My first thought at the airport in Honolulu was, that  the whole last year I didn`t realise how much I missed the Aloha spirit.

Aloha

 

I lied to myself always saying „I am happy to be in Innsbruck again“, „I like what I am doing at home“. And also if I say it every day, it won`t become true, because my heart feels differently. „It is like you paint over a wet moldy wall with color“ (Robert Betz). And this is exactly how I felt last year. For sure I enjoy my life, I am healthy, I have very good friends to have fun with and great parents, I have a good job, I have enough to eat and enough money to buy nice things. So everyone will ask me and I actually ask myself, why are you not really happy? It seems like whenever I am travelling and somewhere else (not just in Hawaii, also in Paris, in Italy, ….) I am a happy person and in Austria I am a normal person. Here I don`t have the sparkle in the eyes as I have in Hawaii or in Paris or …… So what is it, that makes me feel different?

It can`t be Austria or Innsbruck, because it is nice to live here. Is it just because I am on holiday and life is easy? For sure it is not hard work to ride my lovely beachcruiser J,

beach cruiser

play beachvolleyball till sunset,

sunset

go snorkeling,

fish

go out with friends drinking good wine, ….. and for sure when you are happy you meet other happy people, you meet nice men. By the way, that`s really funny, because always when I leave home it usually just takes me two days to become acquainted with an interesting charming man and at home I didn`t even meet one the whole last year (Editor´s note: So true!!!). It`s not, that there aren`t any, I just don`t see them at home. So I realized during this trip, it is not about the people or men, it is more about me, who I am, how I behave differently when I am not at home.

All those personal findings raised one question. What do I want in life and what makes me happy? It was the first time I thought about this not including a man. All the time when I was in a relaionship – like the last time in Hawaii, when I tried so hard to find a job there, so that we could stay together – I focused so much on the relationship that I completely forgot about myself. So now that I start concentrating on me I see all those different opportunities that life brings.
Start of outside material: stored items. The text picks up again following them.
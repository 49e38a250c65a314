use clap::Parser;

mod cli;
mod commands;
mod domain;
mod error;
mod services;

fn main() -> anyhow::Result<()> {
    let cli = cli::Cli::parse();
    commands::handle_commands(&cli)
}
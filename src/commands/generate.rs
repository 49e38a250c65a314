use crate::cli::{Cli, Commands};
use crate::domain::models::JsonOut;
use crate::services::certificate;
use crate::services::environment::{self, SystemProbes};
use crate::services::journal::JournalctlSource;
use crate::services::output;
use crate::services::text::{self, TAB_WIDTH};

pub fn handle_commands(cli: &Cli) -> anyhow::Result<()> {
    let journal = JournalctlSource::new(&cli.guest_logs);
    let probes = SystemProbes;

    match &cli.command {
        Commands::Generate {
            output: path,
            no_save,
            publish,
        } => {
            // Compose the whole document before touching any sink, so a
            // fatal error never leaves a partial certificate behind.
            let certificate = certificate::build_certificate(&journal, &probes, &cli.sev_version)?;
            let content = certificate::render_certificate(&certificate);
            if cli.json {
                println!(
                    "{}",
                    serde_json::to_string_pretty(&JsonOut {
                        ok: true,
                        data: &certificate
                    })?
                );
            } else {
                println!("{content}");
            }
            if !*no_save {
                output::write_certificate(&content, path, &cli.sev_version)?;
            }
            if *publish {
                let reference = output::publish_certificate(&content)?;
                println!(
                    "SEV version {} Certificate published at: {}",
                    cli.sev_version, reference
                );
            }
        }
        Commands::Environment => {
            let details = environment::test_environment_details(&journal, &probes)?;
            let details = text::expand_tabs(&details, TAB_WIDTH);
            output::print_one(cli.json, details, |d| d.clone())?;
        }
        Commands::Log => {
            let log = certificate::version_log(&journal, &cli.sev_version)?;
            output::print_one(cli.json, log, |l| l.clone())?;
        }
    }

    Ok(())
}
use regex::Regex;

use crate::domain::models::{Platform, TestStatus};
use crate::error::CertError;
use crate::services::journal::LogSource;

/// Classification patterns in priority order; the first match wins.
///
/// The order is a policy, not an accident: a log window that carries both a
/// skip marker and a stale success marker must classify as skipped, and a
/// failure must never be shadowed by an unrelated success line.
fn status_patterns(service: &str) -> Vec<(TestStatus, Regex)> {
    let service = regex::escape(service);
    vec![
        (
            TestStatus::Failed,
            Regex::new(&format!("(?i)Failed to start {service} ")).expect("valid failure pattern"),
        ),
        (
            TestStatus::Skipped,
            Regex::new("(?i)was skipped").expect("valid skip pattern"),
        ),
        (
            TestStatus::Passed,
            Regex::new(&format!("(?i){service}: Deactivated successfully"))
                .expect("valid success pattern"),
        ),
    ]
}

/// Derive the tri-state status of a service from its raw unit log.
/// No recognized marker means `Unknown`; a failing query propagates.
pub fn classify_service(
    source: &dyn LogSource,
    platform: Platform,
    service: &str,
) -> Result<TestStatus, CertError> {
    let message = source.query(platform, &["-u", service, "-o", "cat"])?;
    for (status, pattern) in status_patterns(service) {
        if pattern.is_match(&message) {
            return Ok(status);
        }
    }
    Ok(TestStatus::Unknown)
}

/// Extract the one-line description from the journal line announcing the
/// unit start, i.e. the text after the first `- ` separator.
pub fn describe_service(
    source: &dyn LogSource,
    platform: Platform,
    service: &str,
) -> Result<String, CertError> {
    let journal = source.query(platform, &["-o", "cat"])?;
    let needle = service.to_lowercase();
    let line = journal.lines().find(|line| {
        let lowered = line.to_lowercase();
        lowered.contains("starting") && lowered.contains(&needle)
    });
    let Some(line) = line else {
        return Err(CertError::MalformedDescription {
            service: service.to_string(),
            detail: "no journal line announcing the unit start".to_string(),
        });
    };
    let separator = Regex::new(r"-\s+").expect("valid separator pattern");
    let result = match separator.splitn(line, 2).nth(1) {
        Some(description) => Ok(description.trim().to_string()),
        None => Err(CertError::MalformedDescription {
            service: service.to_string(),
            detail: format!("missing `- ` separator in {line:?}"),
        }),
    };
    result
}

/// Extract and clean the error body of a failed service: the whole unit
/// block minus systemd framework noise, with journal metadata prefixes
/// stripped. Best-effort cleanup; an empty result is valid.
pub fn extract_service_error(
    source: &dyn LogSource,
    platform: Platform,
    service: &str,
) -> Result<String, CertError> {
    let block = source.query(platform, &["-u", service])?;
    let cleaned: Vec<&str> = block
        .trim()
        .lines()
        .filter(|line| !line.to_lowercase().contains("systemd"))
        .map(|line| match line.rfind("]:") {
            Some(at) => &line[at + 2..],
            None => line,
        })
        .collect();
    Ok(cleaned.join("\n").trim().to_string())
}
There is just one question left: „Do I want to change my life now and try do do something day after day that makes me happy?“

I answered the question with „YES“ and from that moment on everything went by itself. Whatever I did, to whom I ever spoke to, it always ended with a new opportunity what I could do in life. For example I just went to a massage school in Honolulu to get a nice Lomilomi massage to do something good for me, and at the end I enrolled at the Hawaiian massage academy to learn Lomilomi, Hawaiian hot stone massage, etc. And why? Because I was always interested in it, I get a new education, I have the chance to stay in Hawaii again for a while, …. and why not? J Then I spoke to friends and immediately I had an apartment to stay in.

It all ended up with a plan for a whole year of new studies in the health and wellness field, moving to Hawaii for some time and then moving to Vienna. I am passionate about this education and I would love to do that work day after day. Three weeks of holiday and a clear „YES“ from myself opened new doors for me to do my own thing.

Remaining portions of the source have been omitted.